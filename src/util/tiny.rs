use rand::{Rng, SeedableRng};
use rand_xoshiro::Xoroshiro64StarStar;

/// A rng that always produces the same sequence, for reproducible tests.
pub fn consistent_rng() -> impl Rng {
    seeded_rng(0)
}

/// A small, fast rng seeded with `seed`.
pub fn seeded_rng(seed: u64) -> Xoroshiro64StarStar {
    Xoroshiro64StarStar::seed_from_u64(seed)
}
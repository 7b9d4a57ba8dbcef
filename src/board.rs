use std::fmt::{Debug, Display};
use std::hash::Hash;

use internal_iterator::InternalIterator;
use rand::Rng;

/// One of the two players.
///
/// For checkers [Player::A] starts at the bottom of the board (high rows) and moves up,
/// [Player::B] starts at the top and moves down.
#[derive(Debug, Copy, Clone, Eq, PartialEq, Ord, PartialOrd, Hash)]
pub enum Player {
    A,
    B,
}

/// The absolute outcome for a game.
#[derive(Debug, Copy, Clone, Eq, PartialEq, Hash)]
pub enum Outcome {
    WonBy(Player),
    Draw,
}

/// Error returned when an operation that needs an unfinished game is called on a done board.
#[derive(Debug, Copy, Clone, Eq, PartialEq, Hash, thiserror::Error)]
#[error("the board is done")]
pub struct BoardDone;

/// Error returned by [Board::play].
#[derive(Debug, Copy, Clone, Eq, PartialEq, Hash, thiserror::Error)]
pub enum PlayError {
    #[error("the board is done")]
    BoardDone,
    #[error("the move is not available")]
    UnavailableMove,
}

impl From<BoardDone> for PlayError {
    fn from(_: BoardDone) -> Self {
        PlayError::BoardDone
    }
}

/// The main trait of this crate. Represents the state of a game.
/// Each game implementation is supposed to provide it's own constructors to allow for customizable start positions.
pub trait Board: 'static + Debug + Display + Clone + Eq + Hash + Send + Sync
where
    for<'a> Self: BoardMoves<'a, Self>,
{
    /// The type used to represent moves on this board.
    type Move: Debug + Display + Eq + Ord + Hash + Copy + Send + Sync;

    /// Return the next player to make a move.
    /// If the board is done this is the player that did not play the last move for consistency.
    fn next_player(&self) -> Player;

    /// Return whether the given move is available.
    fn is_available_move(&self, mv: Self::Move) -> Result<bool, BoardDone>;

    /// Pick a random move from the `available_moves` with a uniform distribution.
    /// Can be overridden for better performance.
    fn random_available_move(&self, rng: &mut impl Rng) -> Result<Self::Move, BoardDone> {
        let count = self.available_moves()?.count();
        let index = rng.gen_range(0..count);
        // SAFETY: unwrap is safe because the index is less than the
        // length of the iterator.
        Ok(self.available_moves()?.nth(index).unwrap())
    }

    /// Play the move `mv`, modifying this board.
    fn play(&mut self, mv: Self::Move) -> Result<(), PlayError>;

    /// Clone this board, play `mv` on it and return the new board.
    fn clone_and_play(&self, mv: Self::Move) -> Result<Self, PlayError> {
        let mut next = self.clone();
        next.play(mv)?;
        Ok(next)
    }

    /// Play a random available move, see [Board::random_available_move].
    fn play_random_available_move(&mut self, rng: &mut impl Rng) -> Result<(), BoardDone> {
        let mv = self.random_available_move(rng)?;
        // SAFETY: unwrap is safe because the move was just generated as available.
        self.play(mv).unwrap();
        Ok(())
    }

    /// The outcome of this board, is `None` when this games is not done yet.
    fn outcome(&self) -> Option<Outcome>;

    /// Whether this games is done.
    fn is_done(&self) -> bool {
        self.outcome().is_some()
    }

    /// Return `Err(BoardDone)` if this board is done.
    fn check_done(&self) -> Result<(), BoardDone> {
        match self.outcome() {
            None => Ok(()),
            Some(_) => Err(BoardDone),
        }
    }

    /// Return an error if the board is done or `mv` is not available.
    fn check_can_play(&self, mv: Self::Move) -> Result<(), PlayError> {
        if self.is_available_move(mv)? {
            Ok(())
        } else {
            Err(PlayError::UnavailableMove)
        }
    }
}

/// A helper trait to get the correct lifetimes for [BoardMoves::available_moves].
/// This is a workaround to get generic associated types, See <https://github.com/rust-lang/rust/issues/44265>.
pub trait BoardMoves<'a, B: Board> {
    type AvailableMovesIterator: InternalIterator<Item = B::Move>;

    /// Return an iterator over available moves, is always nonempty. No guarantees are made about the ordering except
    /// that it stays consistent when the board is not modified.
    fn available_moves(&'a self) -> Result<Self::AvailableMovesIterator, BoardDone>;
}

impl Player {
    pub const BOTH: [Player; 2] = [Player::A, Player::B];

    pub fn other(self) -> Player {
        match self {
            Player::A => Player::B,
            Player::B => Player::A,
        }
    }

    pub fn index(self) -> u8 {
        match self {
            Player::A => 0,
            Player::B => 1,
        }
    }

    pub fn to_char(self) -> char {
        match self {
            Player::A => 'a',
            Player::B => 'b',
        }
    }

    pub fn sign<V: num_traits::One + std::ops::Neg<Output = V>>(self, pov: Player) -> V {
        if self == pov {
            V::one()
        } else {
            -V::one()
        }
    }
}

impl Outcome {
    /// The outcome from the point of view of `pov`: `1` for a win, `0` for a draw and `-1` for a loss.
    pub fn sign<V: num_traits::Zero + num_traits::One + std::ops::Neg<Output = V>>(self, pov: Player) -> V {
        match self {
            Outcome::WonBy(player) => player.sign(pov),
            Outcome::Draw => V::zero(),
        }
    }
}
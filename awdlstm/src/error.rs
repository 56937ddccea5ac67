use std::io;

use tch::TchError;
use thiserror::Error;

/// Invalid encoder configuration.
///
/// These errors are detected when the encoder is built, before any
/// parameter is used.
#[derive(Debug, Error)]
#[non_exhaustive]
pub enum ConfigurationError {
    /// A probability is outside its valid range.
    #[error("{option} should be in {range}, was: {value}")]
    InvalidProbability {
        option: &'static str,
        range: &'static str,
        value: f64,
    },

    /// An option that is required in this setting is missing.
    #[error("missing required option: {0}")]
    MissingOption(&'static str),

    /// A size or count option is not positive.
    #[error("{option} should be positive, was: {value}")]
    NonPositive { option: &'static str, value: i64 },

    /// A regularizer scale is negative.
    #[error("regularizer scale {option} should not be negative, was: {value}")]
    NegativeRegularizerScale { option: &'static str, value: f64 },

    /// A configured token is not in the vocabulary.
    #[error("token {token} in {option} is not in the vocabulary (size {vocab_size})")]
    TokenOutOfVocabulary {
        option: &'static str,
        token: i64,
        vocab_size: i64,
    },

    /// Weight tying requires the embedding size to be the output width
    /// of the last layer.
    #[error("weight tying requires the embedding size ({emb_size}) to match the last layer size ({hidden_size})")]
    WeightTyingMismatch { emb_size: i64, hidden_size: i64 },
}

/// Shapes that do not fit together.
#[derive(Debug, Error)]
#[non_exhaustive]
pub enum ShapeError {
    /// The recurrent state does not belong to the cell.
    #[error("incompatible recurrent state: {0}")]
    IncompatibleState(String),

    /// The source tensors do not have the expected shapes.
    #[error("malformed source tensors: {0}")]
    MalformedSource(String),

    /// The number of seed tokens is not the batch size.
    #[error("expected {expected} seed tokens, got {got}")]
    SeedTokenCount { expected: i64, got: usize },

    /// A residual connection was requested for a layer whose input and
    /// output sizes differ.
    #[error("skip connection of layer {layer} requires equal input ({input_size}) and output ({output_size}) sizes")]
    SkipConnection {
        layer: usize,
        input_size: i64,
        output_size: i64,
    },
}

/// Encoder errors.
#[derive(Debug, Error)]
#[non_exhaustive]
pub enum EncoderError {
    #[error(transparent)]
    Configuration(#[from] ConfigurationError),

    #[error(transparent)]
    Io(#[from] io::Error),

    #[error(transparent)]
    Shape(#[from] ShapeError),

    /// Torch error.
    #[error(transparent)]
    Tch(#[from] TchError),

    #[error(transparent)]
    TomlDeserialization(#[from] toml::de::Error),
}
use awdlstm_tch_ext::PathExt;
use tch::nn::Init;
use tch::{Kind, TchError, Tensor};

use crate::cells::{awd_init, CellState, RecurrentCell};
use crate::config::CellParams;
use crate::cow::CowTensor;
use crate::layers::{apply_mask, Dropout, LayerNorm};
use crate::module::{FallibleModule, RecurrentModule};

/// Layer normalization of the gate pre-activations and the memory.
#[derive(Debug)]
struct LstmLayerNorms {
    input: LayerNorm,
    transform: LayerNorm,
    forget: LayerNorm,
    output: LayerNorm,
    state: LayerNorm,
}

impl LstmLayerNorms {
    fn new(vs: &PathExt, num_units: i64, eps: f64) -> Self {
        LstmLayerNorms {
            input: LayerNorm::new(&vs.sub("input"), vec![num_units], eps),
            transform: LayerNorm::new(&vs.sub("transform"), vec![num_units], eps),
            forget: LayerNorm::new(&vs.sub("forget"), vec![num_units], eps),
            output: LayerNorm::new(&vs.sub("output"), vec![num_units], eps),
            state: LayerNorm::new(&vs.sub("state"), vec![num_units], eps),
        }
    }
}

/// Long short-term memory cell.
///
/// The gates are computed as *[i, j, f, o] = x·W + h·U + b*, the new
/// memory as *c' = c·σ(f + forget_bias) + σ(i)·tanh(j)* and the new
/// hidden state as *h' = tanh(c')·σ(o)*.
///
/// The recurrent kernel *U* can be regularized with DropConnect: a
/// mask over its elements is sampled once per sequence.
#[derive(Debug)]
pub struct LstmCell {
    input_kernel: Tensor,
    recurrent_kernel: Tensor,
    bias: Tensor,

    forget_bias: f64,
    layer_norms: Option<LstmLayerNorms>,
    recurrent_dropout: Dropout,

    input_size: i64,
    num_units: i64,
}

impl LstmCell {
    pub fn new(vs: &PathExt, input_size: i64, params: &CellParams) -> Result<Self, TchError> {
        let num_units = params.num_units;
        let init = awd_init(num_units);

        let input_kernel =
            vs.var_regularized("input_kernel", &[input_size, 4 * num_units], init)?;
        let recurrent_kernel =
            vs.var_regularized("recurrent_kernel", &[num_units, 4 * num_units], init)?;
        let bias = vs.var("bias", &[4 * num_units], Init::Const(0.))?;

        let layer_norms = if params.layer_norm {
            Some(LstmLayerNorms::new(
                &vs.sub("layer_norm"),
                num_units,
                params.layer_norm_eps,
            ))
        } else {
            None
        };

        Ok(LstmCell {
            input_kernel,
            recurrent_kernel,
            bias,

            forget_bias: params.forget_bias,
            layer_norms,
            recurrent_dropout: Dropout::from_keep_prob(params.recurrent_keep_prob),

            input_size,
            num_units,
        })
    }
}

impl RecurrentModule for LstmCell {
    type State = CellState;

    type Error = TchError;

    fn zero_state(
        &self,
        batch_size: i64,
        kind: Kind,
        train: bool,
    ) -> Result<Self::State, Self::Error> {
        let device = self.input_kernel.device();

        Ok(CellState {
            hidden: Tensor::f_zeros(&[batch_size, self.num_units], (kind, device))?,
            memory: Some(Tensor::f_zeros(
                &[batch_size, self.num_units],
                (kind, device),
            )?),
            recurrent_mask: self.recurrent_dropout.sample_mask(
                &self.recurrent_kernel.size(),
                kind,
                device,
                train,
            )?,
        })
    }

    fn step(
        &self,
        input: &Tensor,
        state: &Self::State,
        _train: bool,
    ) -> Result<(Tensor, Self::State), Self::Error> {
        let kind = input.kind();

        let memory = state
            .memory
            .as_ref()
            .ok_or_else(|| TchError::Shape("LSTM state without memory".to_string()))?;

        let input_kernel = CowTensor::cast(&self.input_kernel, kind)?;
        let recurrent_kernel = CowTensor::cast(&self.recurrent_kernel, kind)?;
        let recurrent_kernel = apply_mask(&recurrent_kernel, state.recurrent_mask.as_ref())?;
        let bias = CowTensor::cast(&self.bias, kind)?;

        let gates = input
            .f_matmul(&input_kernel)?
            .f_add(&state.hidden.f_matmul(&recurrent_kernel)?)?
            .f_add(&*bias)?;

        let mut gates = gates.f_chunk(4, -1)?;
        let (mut i, mut j, mut f, mut o) = (
            gates.remove(0),
            gates.remove(0),
            gates.remove(0),
            gates.remove(0),
        );

        if let Some(ref norms) = self.layer_norms {
            i = norms.input.forward(&i)?;
            j = norms.transform.forward(&j)?;
            f = norms.forget.forward(&f)?;
            o = norms.output.forward(&o)?;
        }

        let mut new_memory = memory
            .f_mul(&f.f_add_scalar(self.forget_bias)?.f_sigmoid()?)?
            .f_add(&i.f_sigmoid()?.f_mul(&j.f_tanh()?)?)?;

        if let Some(ref norms) = self.layer_norms {
            new_memory = norms.state.forward(&new_memory)?;
        }

        let new_hidden = new_memory.f_tanh()?.f_mul(&o.f_sigmoid()?)?;

        Ok((
            new_hidden.shallow_clone(),
            CellState {
                hidden: new_hidden,
                memory: Some(new_memory),
                recurrent_mask: state.recurrent_mask.as_ref().map(Tensor::shallow_clone),
            },
        ))
    }
}

impl RecurrentCell for LstmCell {
    fn input_size(&self) -> i64 {
        self.input_size
    }

    fn output_size(&self) -> i64 {
        self.num_units
    }
}

#[cfg(test)]
mod tests {
    use std::convert::TryInto;

    use approx::assert_abs_diff_eq;
    use awdlstm_tch_ext::RootExt;
    use ndarray::{array, ArrayD};
    use tch::nn::VarStore;
    use tch::{Device, Kind, Tensor};

    use crate::cells::LstmCell;
    use crate::config::CellParams;
    use crate::module::RecurrentModule;

    fn constant_cell(vs: &VarStore, params: &CellParams) -> LstmCell {
        let cell = LstmCell::new(&vs.root_ext(|_| 0), 2, params).unwrap();
        tch::no_grad(|| {
            for (_, mut var) in vs.variables() {
                if var.size().len() == 2 {
                    let _ = var.f_fill_(0.1).unwrap();
                }
            }
        });
        cell
    }

    #[test]
    fn lstm_step() {
        let vs = VarStore::new(Device::Cpu);
        let cell = constant_cell(&vs, &CellParams::with_num_units(3));

        let state = cell.zero_state(1, Kind::Float, false).unwrap();
        assert_eq!(state.hidden.size(), &[1, 3]);
        assert!(state.recurrent_mask.is_none());

        let input = Tensor::from_slice(&[1f32, 1.]).view([1, 2]);
        let (output, state) = cell.step(&input, &state, false).unwrap();

        // All gates have pre-activation 0.2.
        let sig = |x: f32| 1. / (1. + (-x).exp());
        let c = sig(0.2) * 0.2f32.tanh();
        let h = c.tanh() * sig(0.2);

        let output: ArrayD<f32> = (&output).try_into().unwrap();
        assert_abs_diff_eq!(output, array![[h, h, h]].into_dyn(), epsilon = 1e-6);

        let memory: ArrayD<f32> = state.memory.as_ref().unwrap().try_into().unwrap();
        assert_abs_diff_eq!(memory, array![[c, c, c]].into_dyn(), epsilon = 1e-6);
    }

    #[test]
    fn lstm_layer_norm_creates_gate_norms() {
        let vs = VarStore::new(Device::Cpu);
        let mut params = CellParams::with_num_units(3);
        params.layer_norm = true;
        let cell = LstmCell::new(&vs.root_ext(|_| 0), 2, &params).unwrap();

        let mut names = vs.variables().into_keys().collect::<Vec<_>>();
        names.sort();
        assert_eq!(
            names,
            vec![
                "bias",
                "input_kernel",
                "layer_norm.forget.beta",
                "layer_norm.forget.gamma",
                "layer_norm.input.beta",
                "layer_norm.input.gamma",
                "layer_norm.output.beta",
                "layer_norm.output.gamma",
                "layer_norm.state.beta",
                "layer_norm.state.gamma",
                "layer_norm.transform.beta",
                "layer_norm.transform.gamma",
                "recurrent_kernel",
            ]
        );

        let state = cell.zero_state(2, Kind::Float, false).unwrap();
        let input = Tensor::from_slice(&[1f32, 0., 0., 1.]).view([2, 2]);
        let (output, _) = cell.step(&input, &state, false).unwrap();
        assert_eq!(output.size(), &[2, 3]);
    }

    #[test]
    fn drop_connect_mask_is_sampled_in_training() {
        let vs = VarStore::new(Device::Cpu);
        let mut params = CellParams::with_num_units(3);
        params.recurrent_keep_prob = 0.5;
        let cell = LstmCell::new(&vs.root_ext(|_| 0), 2, &params).unwrap();

        let state = cell.zero_state(4, Kind::Float, true).unwrap();
        assert_eq!(state.recurrent_mask.unwrap().size(), &[3, 12]);
        assert!(cell
            .zero_state(4, Kind::Float, false)
            .unwrap()
            .recurrent_mask
            .is_none());
    }
}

- - - - - - -

**WHAT THE TASK ASKS:** Report how many lines in the listing include the word "UnavailableMove". Give nothing but the count.

**RESPONSE TO THE EXERCISE:** 2